▶ **AVAILABLE RECORDS**:

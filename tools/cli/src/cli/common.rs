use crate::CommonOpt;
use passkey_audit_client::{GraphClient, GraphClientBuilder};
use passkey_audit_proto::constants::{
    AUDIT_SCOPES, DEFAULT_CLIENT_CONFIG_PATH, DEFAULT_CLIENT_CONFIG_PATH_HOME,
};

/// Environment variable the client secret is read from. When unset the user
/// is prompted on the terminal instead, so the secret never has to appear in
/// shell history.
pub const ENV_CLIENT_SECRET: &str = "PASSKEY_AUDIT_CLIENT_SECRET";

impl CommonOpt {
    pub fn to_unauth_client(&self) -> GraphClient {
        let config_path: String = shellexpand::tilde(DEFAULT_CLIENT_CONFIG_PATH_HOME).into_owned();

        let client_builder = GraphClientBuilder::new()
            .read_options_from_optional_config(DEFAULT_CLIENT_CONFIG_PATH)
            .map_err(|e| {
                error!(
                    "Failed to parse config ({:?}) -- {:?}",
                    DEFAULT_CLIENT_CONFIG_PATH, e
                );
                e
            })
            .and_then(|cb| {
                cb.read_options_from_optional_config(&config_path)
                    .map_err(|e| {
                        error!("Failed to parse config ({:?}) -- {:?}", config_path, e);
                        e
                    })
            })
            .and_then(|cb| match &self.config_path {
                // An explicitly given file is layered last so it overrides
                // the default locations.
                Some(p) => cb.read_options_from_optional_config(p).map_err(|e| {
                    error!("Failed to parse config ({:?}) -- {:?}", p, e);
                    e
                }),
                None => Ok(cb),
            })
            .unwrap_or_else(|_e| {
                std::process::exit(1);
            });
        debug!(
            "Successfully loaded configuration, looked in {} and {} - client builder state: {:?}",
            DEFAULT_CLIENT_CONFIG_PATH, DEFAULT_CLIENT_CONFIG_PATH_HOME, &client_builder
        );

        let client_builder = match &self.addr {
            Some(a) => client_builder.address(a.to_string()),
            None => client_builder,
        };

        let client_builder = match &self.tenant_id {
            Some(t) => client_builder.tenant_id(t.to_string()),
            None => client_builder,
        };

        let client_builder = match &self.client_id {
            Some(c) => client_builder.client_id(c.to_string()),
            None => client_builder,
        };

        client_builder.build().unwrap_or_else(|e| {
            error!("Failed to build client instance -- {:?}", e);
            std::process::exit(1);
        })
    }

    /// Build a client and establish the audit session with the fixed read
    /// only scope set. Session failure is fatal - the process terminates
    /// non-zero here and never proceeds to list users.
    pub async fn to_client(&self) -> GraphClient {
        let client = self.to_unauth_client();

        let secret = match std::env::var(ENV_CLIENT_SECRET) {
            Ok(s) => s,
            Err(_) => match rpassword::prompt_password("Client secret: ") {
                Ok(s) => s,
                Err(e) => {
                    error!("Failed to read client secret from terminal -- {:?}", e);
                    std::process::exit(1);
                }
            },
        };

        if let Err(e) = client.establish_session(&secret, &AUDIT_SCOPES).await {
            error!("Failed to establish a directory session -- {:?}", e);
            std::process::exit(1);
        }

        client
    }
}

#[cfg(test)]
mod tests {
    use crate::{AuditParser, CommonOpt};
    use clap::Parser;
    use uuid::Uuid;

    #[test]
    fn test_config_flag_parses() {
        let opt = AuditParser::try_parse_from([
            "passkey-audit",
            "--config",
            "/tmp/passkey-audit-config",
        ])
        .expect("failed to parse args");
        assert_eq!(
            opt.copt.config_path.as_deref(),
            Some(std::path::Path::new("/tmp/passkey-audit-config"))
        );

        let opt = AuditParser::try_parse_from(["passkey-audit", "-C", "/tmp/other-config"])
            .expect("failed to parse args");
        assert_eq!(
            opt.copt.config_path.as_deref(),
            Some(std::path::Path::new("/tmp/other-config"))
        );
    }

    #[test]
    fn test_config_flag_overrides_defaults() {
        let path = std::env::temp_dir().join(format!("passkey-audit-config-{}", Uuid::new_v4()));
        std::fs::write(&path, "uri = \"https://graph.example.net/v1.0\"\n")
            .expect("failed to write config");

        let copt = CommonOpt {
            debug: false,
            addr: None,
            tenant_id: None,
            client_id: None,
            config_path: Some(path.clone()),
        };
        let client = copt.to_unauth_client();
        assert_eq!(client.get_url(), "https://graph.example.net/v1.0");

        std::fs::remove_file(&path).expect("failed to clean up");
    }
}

▶ **AIM OF THE TASK**: If a line in the records above has the word "never", copy it out.

▶ **EXERCISE OUTPUT**:
/// is prompted on the terminal instead, so the secret never has to appear in
    /// non-zero here and never proceeds to list users.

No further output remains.